Many Linux users who have not spent time in the UNIX world may never have come across this and are often unaware that it even exists. It is, however, extremely important for even home users who have multiple UNIX (or Windows with NFS) fileservers and who want to make accessing those resources as easy as possible. For small businesses it goes far beyond simple convenience.
If you are used to Solaris than you probably know that /net functionality is enabled by default. In Linux the functionality is usually present and provided by the vendor (Novell and RedHat both build this in) but it is generally disabled by default. So all we have to do is enable it to turn it on and this is very simple.
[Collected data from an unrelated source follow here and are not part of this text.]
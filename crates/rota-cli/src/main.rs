//! rota: provider rotation for chat completions
//!
//! Sends each prompt to the highest-priority provider that is configured and
//! not cooling down, failing over to the next one on rate limits and errors.

mod cli;
mod commands;

use clap::Parser;
use cli::{Cli, Commands};
use rota_core::{ConfigStore, ProviderRegistry, RotationEngine};
use tracing_subscriber::EnvFilter;

#[tokio::main]
async fn main() -> anyhow::Result<()> {
    let cli = Cli::parse();

    // Initialize logging
    let filter = if cli.verbose {
        EnvFilter::new("rota=debug")
    } else {
        EnvFilter::from_default_env()
    };
    tracing_subscriber::fmt()
        .with_env_filter(filter)
        .with_writer(std::io::stderr)
        .init();

    let config_store = ConfigStore::new();
    let mut config = config_store.load();
    tracing::debug!(path = %config_store.path().display(), "loaded config");

    let registry = ProviderRegistry::from_config(&config)?;
    config.fill_credentials_from_env(registry.names());
    cli.apply_overrides(&mut config);

    let engine = RotationEngine::new(registry, config);
    let options = cli.chat_options();

    match cli.command {
        None => commands::chat::run(&engine, None, &options).await?,
        Some(Commands::Chat { ref system }) => {
            commands::chat::run(&engine, system.as_deref(), &options).await?
        }
        Some(Commands::Exec {
            ref prompt,
            ref system,
            temperature,
            max_tokens,
            json,
        }) => {
            let exec = commands::exec::ExecOptions {
                system: system.clone(),
                temperature,
                max_tokens,
                json,
            };
            if let Err(err) = commands::exec::run(&engine, prompt, exec, options).await {
                if let Some(exit_err) = err.downcast_ref::<commands::exec::ExecExitError>() {
                    if !json {
                        eprintln!("{}", exit_err.message);
                    }
                    std::process::exit(exit_err.code);
                }
                return Err(err);
            }
        }
        Some(Commands::Providers { json }) => commands::providers::run(&engine, json)?,
    }

    Ok(())
}
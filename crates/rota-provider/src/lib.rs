//! rota-provider: uniform chat model, provider descriptors and wire adapters.

pub mod catalog;
pub mod descriptor;
mod error;
pub mod providers;
pub mod traits;
pub mod types;

pub use catalog::builtin_providers;
pub use descriptor::{ProviderDescriptor, Tier, WireFamily};
pub use error::ProviderError;
pub use providers::{adapter_for, AnthropicAdapter, GeminiAdapter, OpenAiCompatAdapter};
pub use traits::Adapter;
pub use types::{ChatMessage, ChatOptions, Endpoint, Role};
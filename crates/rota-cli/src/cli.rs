//! CLI argument and command definitions.

use clap::{Parser, Subcommand};
use rota_core::Config;
use rota_provider::ChatOptions;
use std::time::Duration;

#[derive(Parser)]
#[command(name = "rota", version, about = "Chat with LLM providers, failing over on rate limits")]
pub struct Cli {
    /// Provider to try first when it is eligible ("auto" for plain priority order).
    #[arg(long, env = "ROTA_MODE", global = true)]
    pub mode: Option<String>,

    /// Per-attempt timeout in seconds.
    #[arg(long, global = true)]
    pub timeout: Option<u64>,

    /// Overall time limit per request in seconds, across all attempts.
    #[arg(long, global = true)]
    pub deadline: Option<u64>,

    /// Maximum number of providers tried per request.
    #[arg(long, global = true)]
    pub max_attempts: Option<usize>,

    /// Enable verbose logging.
    #[arg(short, long, global = true)]
    pub verbose: bool,

    #[command(subcommand)]
    pub command: Option<Commands>,
}

#[derive(Subcommand)]
pub enum Commands {
    /// Start an interactive chat session (default).
    Chat {
        /// System prompt for the session.
        #[arg(long)]
        system: Option<String>,
    },

    /// Send a single prompt and print the reply.
    Exec {
        /// The prompt to send.
        prompt: String,

        /// System prompt.
        #[arg(long)]
        system: Option<String>,

        /// Sampling temperature.
        #[arg(long)]
        temperature: Option<f32>,

        /// Maximum tokens in the reply.
        #[arg(long)]
        max_tokens: Option<u32>,

        /// Print a JSON result object instead of plain text.
        #[arg(long)]
        json: bool,
    },

    /// List providers in priority order with their current state.
    Providers {
        /// Print JSON instead of a table.
        #[arg(long)]
        json: bool,
    },
}

impl Cli {
    /// Apply command-line overrides on top of the loaded config.
    pub fn apply_overrides(&self, config: &mut Config) {
        if let Some(mode) = &self.mode {
            config.mode = Some(mode.clone());
        }
        if let Some(timeout) = self.timeout {
            config.routing.attempt_timeout_secs = timeout;
        }
        if let Some(max_attempts) = self.max_attempts {
            config.routing.max_attempts = max_attempts;
        }
    }

    /// Request options shared by every command.
    pub fn chat_options(&self) -> ChatOptions {
        match self.deadline {
            Some(secs) => ChatOptions::default().with_deadline(Duration::from_secs(secs)),
            None => ChatOptions::default(),
        }
    }
}
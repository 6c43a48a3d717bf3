//! Common types shared by the adapters and the routing layer.

use serde::{Deserialize, Serialize};
use std::fmt;
use std::time::Duration;

/// The role of a message sender.
#[derive(Debug, Clone, Copy, PartialEq, Eq, Hash, Serialize, Deserialize)]
#[serde(rename_all = "lowercase")]
pub enum Role {
    /// System prompt
    System,
    /// User input
    User,
    /// Model response
    Assistant,
}

impl Role {
    /// Wire name used by OpenAI-style APIs.
    pub fn as_str(&self) -> &'static str {
        match self {
            Role::System => "system",
            Role::User => "user",
            Role::Assistant => "assistant",
        }
    }
}

impl fmt::Display for Role {
    fn fmt(&self, f: &mut fmt::Formatter<'_>) -> fmt::Result {
        f.write_str(self.as_str())
    }
}

/// A single message in a conversation.
#[derive(Debug, Clone, PartialEq, Eq, Serialize, Deserialize)]
pub struct ChatMessage {
    /// Who sent this message.
    pub role: Role,
    /// Plain-text content.
    pub content: String,
}

impl ChatMessage {
    /// Create a system message.
    pub fn system(content: impl Into<String>) -> Self {
        Self {
            role: Role::System,
            content: content.into(),
        }
    }

    /// Create a user message.
    pub fn user(content: impl Into<String>) -> Self {
        Self {
            role: Role::User,
            content: content.into(),
        }
    }

    /// Create an assistant message.
    pub fn assistant(content: impl Into<String>) -> Self {
        Self {
            role: Role::Assistant,
            content: content.into(),
        }
    }
}

/// Per-call generation options.
#[derive(Debug, Clone, Default)]
pub struct ChatOptions {
    /// Sampling temperature.
    pub temperature: Option<f32>,
    /// Maximum tokens in the response.
    pub max_tokens: Option<u32>,
    /// Streaming flag as requested by the caller. Responses are always
    /// collected in full; the wire request is sent with `stream: false`.
    pub stream: Option<bool>,
    /// Overall budget for the whole rotation, across all attempts.
    pub deadline: Option<Duration>,
}

impl ChatOptions {
    /// Set the sampling temperature.
    pub fn with_temperature(mut self, temperature: f32) -> Self {
        self.temperature = Some(temperature);
        self
    }

    /// Set the response token limit.
    pub fn with_max_tokens(mut self, max_tokens: u32) -> Self {
        self.max_tokens = Some(max_tokens);
        self
    }

    /// Bound the whole rotation by `deadline`.
    pub fn with_deadline(mut self, deadline: Duration) -> Self {
        self.deadline = Some(deadline);
        self
    }
}

/// A provider descriptor resolved against live configuration.
///
/// This is everything an adapter needs to issue one request.
#[derive(Debug, Clone, PartialEq, Eq)]
pub struct Endpoint {
    /// Provider name, used for logging only.
    pub provider: String,
    /// Base URL, without the family-specific path suffix.
    pub base_url: String,
    /// Model identifier sent to the provider.
    pub model: String,
    /// Credential; empty for unauthenticated local servers.
    pub credential: String,
}
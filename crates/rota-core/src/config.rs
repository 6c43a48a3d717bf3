use crate::error::ConfigError;
use rota_provider::{Tier, WireFamily};
use serde::{Deserialize, Serialize};
use std::collections::HashMap;
use std::fs;
use std::path::PathBuf;
use std::time::Duration;

const DEFAULT_MAX_ATTEMPTS: usize = 3;
const DEFAULT_ATTEMPT_TIMEOUT_SECS: u64 = 10;
const DEFAULT_COOLDOWN_SECS: u64 = 60;

/// Serialized settings from ~/.rota/config.json
#[derive(Debug, Clone, Default, PartialEq, Serialize, Deserialize)]
#[serde(default)]
pub struct Config {
    /// Preferred provider. Absent, empty or `auto` means plain priority order.
    pub mode: Option<String>,
    /// Per-provider settings keyed by provider name.
    pub providers: HashMap<String, ProviderSettings>,
    /// Extra OpenAI-compatible (or other family) endpoints.
    pub custom_providers: Vec<CustomProvider>,
    /// Retry and cooldown tuning.
    pub routing: RoutingSettings,
}

/// Settings section for one provider.
#[derive(Debug, Clone, PartialEq, Serialize, Deserialize)]
#[serde(default)]
pub struct ProviderSettings {
    pub api_key: Option<String>,
    pub model: Option<String>,
    pub base_url: Option<String>,
    pub enabled: bool,
}

impl Default for ProviderSettings {
    fn default() -> Self {
        Self {
            api_key: None,
            model: None,
            base_url: None,
            enabled: true,
        }
    }
}

/// A provider declared in configuration rather than built in.
#[derive(Debug, Clone, PartialEq, Serialize, Deserialize)]
pub struct CustomProvider {
    pub name: String,
    pub priority: u32,
    #[serde(default = "default_custom_tier")]
    pub tier: Tier,
    #[serde(default = "default_custom_family")]
    pub family: WireFamily,
    pub base_url: String,
    pub default_model: String,
}

fn default_custom_tier() -> Tier {
    Tier::Paid
}

fn default_custom_family() -> WireFamily {
    WireFamily::OpenAiCompatible
}

/// Retry and cooldown tuning.
#[derive(Debug, Clone, PartialEq, Serialize, Deserialize)]
#[serde(default)]
pub struct RoutingSettings {
    /// Upper bound on attempts per call, regardless of registry size.
    pub max_attempts: usize,
    /// Per-attempt timeout.
    pub attempt_timeout_secs: u64,
    /// Cooldown applied after a rate-limit signal.
    pub cooldown_secs: u64,
    /// Optional short cooldown after repeated transient failures.
    pub soft_backoff: Option<SoftBackoff>,
}

impl Default for RoutingSettings {
    fn default() -> Self {
        Self {
            max_attempts: DEFAULT_MAX_ATTEMPTS,
            attempt_timeout_secs: DEFAULT_ATTEMPT_TIMEOUT_SECS,
            cooldown_secs: DEFAULT_COOLDOWN_SECS,
            soft_backoff: None,
        }
    }
}

impl RoutingSettings {
    pub fn attempt_timeout(&self) -> Duration {
        Duration::from_secs(self.attempt_timeout_secs)
    }

    pub fn cooldown(&self) -> Duration {
        Duration::from_secs(self.cooldown_secs)
    }
}

/// Cool a provider down for `cooldown_secs` once it has failed
/// `after_failures` times in a row without a success in between.
#[derive(Debug, Clone, PartialEq, Serialize, Deserialize)]
#[serde(default)]
pub struct SoftBackoff {
    pub after_failures: u32,
    pub cooldown_secs: u64,
}

impl Default for SoftBackoff {
    fn default() -> Self {
        Self {
            after_failures: 3,
            cooldown_secs: 15,
        }
    }
}

impl SoftBackoff {
    pub fn cooldown(&self) -> Duration {
        Duration::from_secs(self.cooldown_secs)
    }
}

impl Config {
    /// Settings for `name`, if any were given.
    pub fn provider(&self, name: &str) -> Option<&ProviderSettings> {
        self.providers.get(name)
    }

    /// Provider named by `mode`, unless it is unset or `auto`.
    pub fn preferred_provider(&self) -> Option<&str> {
        self.mode
            .as_deref()
            .map(str::trim)
            .filter(|m| !m.is_empty() && !m.eq_ignore_ascii_case("auto"))
    }

    fn section(&mut self, name: &str) -> &mut ProviderSettings {
        self.providers.entry(name.to_string()).or_default()
    }

    /// Set the credential for `name`.
    pub fn with_api_key(mut self, name: &str, key: impl Into<String>) -> Self {
        self.section(name).api_key = Some(key.into());
        self
    }

    /// Override the model for `name`.
    pub fn with_model(mut self, name: &str, model: impl Into<String>) -> Self {
        self.section(name).model = Some(model.into());
        self
    }

    /// Override the base URL for `name`.
    pub fn with_base_url(mut self, name: &str, url: impl Into<String>) -> Self {
        self.section(name).base_url = Some(url.into());
        self
    }

    /// Exclude `name` from rotation.
    pub fn with_disabled(mut self, name: &str) -> Self {
        self.section(name).enabled = false;
        self
    }

    /// Set the preferred provider.
    pub fn with_mode(mut self, mode: impl Into<String>) -> Self {
        self.mode = Some(mode.into());
        self
    }

    /// Fill missing credentials using `lookup(ENV_VAR_NAME)`.
    ///
    /// The variable for provider `groq` is `GROQ_API_KEY`. Values already in
    /// the file win.
    pub fn fill_credentials_with<'a, F>(&mut self, names: impl IntoIterator<Item = &'a str>, lookup: F)
    where
        F: Fn(&str) -> Option<String>,
    {
        for name in names {
            let has_key = self
                .provider(name)
                .and_then(|p| p.api_key.as_deref())
                .is_some_and(|k| !k.trim().is_empty());
            if has_key {
                continue;
            }
            let env_var = format!("{}_API_KEY", name.to_uppercase());
            if let Some(value) = lookup(&env_var).filter(|v| !v.trim().is_empty()) {
                self.section(name).api_key = Some(value);
            }
        }
    }

    /// Fill missing credentials from `{NAME}_API_KEY` environment variables.
    pub fn fill_credentials_from_env<'a>(&mut self, names: impl IntoIterator<Item = &'a str>) {
        self.fill_credentials_with(names, |var| std::env::var(var).ok());
    }
}

/// Helper struct for storing the location to read/write global settings
pub struct ConfigStore {
    path: PathBuf,
}

impl Default for ConfigStore {
    fn default() -> Self {
        Self::new()
    }
}

impl ConfigStore {
    pub fn new() -> Self {
        let mut path = dirs::home_dir().unwrap_or_else(|| PathBuf::from("."));
        path.push(".rota");
        path.push("config.json");
        Self { path }
    }

    /// Use a custom settings file (for testing).
    pub fn with_path(path: impl Into<PathBuf>) -> Self {
        Self { path: path.into() }
    }

    pub fn path(&self) -> &PathBuf {
        &self.path
    }

    /// Load the saved config, failing on unreadable or malformed files.
    pub fn try_load(&self) -> Result<Config, ConfigError> {
        if !self.path.exists() {
            return Ok(Config::default());
        }
        let content = fs::read_to_string(&self.path)?;
        Ok(serde_json::from_str(&content)?)
    }

    /// Load the user's saved config, or fallback to Default
    pub fn load(&self) -> Config {
        match self.try_load() {
            Ok(config) => config,
            Err(err) => {
                tracing::warn!(path = %self.path.display(), error = %err, "ignoring unreadable config");
                Config::default()
            }
        }
    }

    /// Save the config back to disk
    pub fn save(&self, config: &Config) -> Result<(), ConfigError> {
        if let Some(parent) = self.path.parent() {
            fs::create_dir_all(parent)?;
        }
        let content = serde_json::to_string_pretty(config)?;
        fs::write(&self.path, content)?;
        Ok(())
    }
}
Note to Novell and RedHat: Linux users would love /net mounting to be enabled by default. I suggest enabling this and putting a note in /etc/auto.master explaining how to disable. Or, better yet, make it configurable and obvious through Yast or Sysconfig.
Automounting behaviour is controlled by the configuration file /etc/auto.master. Within this file are pointers to other files that control groups of automount points. By default in OpenSuse 10.x there are several configuration file pointers that are commented out but ready for you to use. They look like this:
#/misc /etc/auto.misc --timeout=60
It is the final line that we are interested in. The file /etc/auto.net (which is wildly different than its Solaris counterpart) contains a BASH script that hands the automounting in the /net directory. You do not need to make any modifications to /etc/auto.net. Be sure not to make it non-executable as you will need it to “run” in order to complete your mounting tasks.
So, simply delete the # from in front of the
#/net /etc/auto.net line in our /etc/auto.master file and restart the automount daemon and we should be good to go.